◆ Activity
From the first line to the last, copy the data exactly.
** Records for this exercise follows **
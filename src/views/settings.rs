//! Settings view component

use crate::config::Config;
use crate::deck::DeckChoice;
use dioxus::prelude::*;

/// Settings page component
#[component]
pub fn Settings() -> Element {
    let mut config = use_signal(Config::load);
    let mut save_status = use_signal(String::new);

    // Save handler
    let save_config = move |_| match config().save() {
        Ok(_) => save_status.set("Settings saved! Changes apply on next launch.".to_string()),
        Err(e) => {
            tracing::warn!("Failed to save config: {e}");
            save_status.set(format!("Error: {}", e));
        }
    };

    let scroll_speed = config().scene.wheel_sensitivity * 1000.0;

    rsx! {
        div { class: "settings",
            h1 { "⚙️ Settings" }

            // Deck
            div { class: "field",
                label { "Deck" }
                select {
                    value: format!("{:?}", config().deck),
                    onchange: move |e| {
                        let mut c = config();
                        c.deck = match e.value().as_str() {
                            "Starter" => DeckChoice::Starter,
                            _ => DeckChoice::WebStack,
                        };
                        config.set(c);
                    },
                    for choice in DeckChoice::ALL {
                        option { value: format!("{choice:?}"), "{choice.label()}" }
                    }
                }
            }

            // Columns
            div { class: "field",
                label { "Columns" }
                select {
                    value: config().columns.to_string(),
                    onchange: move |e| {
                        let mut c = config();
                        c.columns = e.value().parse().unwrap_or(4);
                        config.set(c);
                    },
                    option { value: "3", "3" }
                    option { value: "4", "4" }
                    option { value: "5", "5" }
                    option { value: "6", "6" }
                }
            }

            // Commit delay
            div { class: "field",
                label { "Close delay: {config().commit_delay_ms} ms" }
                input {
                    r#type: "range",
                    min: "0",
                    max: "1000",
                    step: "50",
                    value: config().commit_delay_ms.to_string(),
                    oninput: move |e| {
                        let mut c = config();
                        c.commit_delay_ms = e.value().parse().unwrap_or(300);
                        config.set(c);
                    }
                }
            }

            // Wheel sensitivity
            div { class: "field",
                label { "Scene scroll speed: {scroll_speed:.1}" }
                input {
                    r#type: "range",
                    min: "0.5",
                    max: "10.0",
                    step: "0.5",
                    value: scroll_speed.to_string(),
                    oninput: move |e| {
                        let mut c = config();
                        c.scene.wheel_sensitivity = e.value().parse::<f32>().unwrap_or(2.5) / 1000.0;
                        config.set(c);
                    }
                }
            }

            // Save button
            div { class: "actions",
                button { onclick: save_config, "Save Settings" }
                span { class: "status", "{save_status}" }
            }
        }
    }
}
** End of Records for this exercise **
◆ Finished task
filename src/views/settings.rs
//! Settings view component

use crate::config::Config;
use crate::deck::DeckChoice;
use dioxus::prelude::*;

/// Settings page component
#[component]
pub fn Settings() -> Element {
    let mut config = use_signal(Config::load);
    let mut save_status = use_signal(String::new);

    // Save handler
    let save_config = move |_| match config().save() {
        Ok(_) => save_status.set("Settings saved! Changes apply on next launch.".to_string()),
        Err(e) => {
            tracing::warn!("Failed to save config: {e}");
            save_status.set(format!("Error: {}", e));
        }
    };

    let scroll_speed = config().scene.wheel_sensitivity * 1000.0;

    rsx! {
        div { class: "settings",
            h1 { "⚙️ Settings" }

            // Deck
            div { class: "field",
                label { "Deck" }
                select {
                    value: format!("{:?}", config().deck),
                    onchange: move |e| {
                        let mut c = config();
                        c.deck = match e.value().as_str() {
                            "Starter" => DeckChoice::Starter,
                            _ => DeckChoice::WebStack,
                        };
                        config.set(c);
                    },
                    for choice in DeckChoice::ALL {
                        option { value: format!("{choice:?}"), "{choice.label()}" }
                    }
                }
            }

            // Columns
            div { class: "field",
                label { "Columns" }
                select {
                    value: config().columns.to_string(),
                    onchange: move |e| {
                        let mut c = config();
                        c.columns = e.value().parse().unwrap_or(4);
                        config.set(c);
                    },
                    option { value: "3", "3" }
                    option { value: "4", "4" }
                    option { value: "5", "5" }
                    option { value: "6", "6" }
                }
            }

            // Commit delay
            div { class: "field",
                label { "Close delay: {config().commit_delay_ms} ms" }
                input {
                    r#type: "range",
                    min: "0",
                    max: "1000",
                    step: "50",
                    value: config().commit_delay_ms.to_string(),
                    oninput: move |e| {
                        let mut c = config();
                        c.commit_delay_ms = e.value().parse().unwrap_or(300);
                        config.set(c);
                    }
                }
            }

            // Wheel sensitivity
            div { class: "field",
                label { "Scene scroll speed: {scroll_speed:.1}" }
                input {
                    r#type: "range",
                    min: "0.5",
                    max: "10.0",
                    step: "0.5",
                    value: scroll_speed.to_string(),
                    oninput: move |e| {
                        let mut c = config();
                        c.scene.wheel_sensitivity = e.value().parse::<f32>().unwrap_or(2.5) / 1000.0;
                        config.set(c);
                    }
                }
            }

            // Save button
            div { class: "actions",
                button { onclick: save_config, "Save Settings" }
                span { class: "status", "{save_status}" }
            }
        }
    }
}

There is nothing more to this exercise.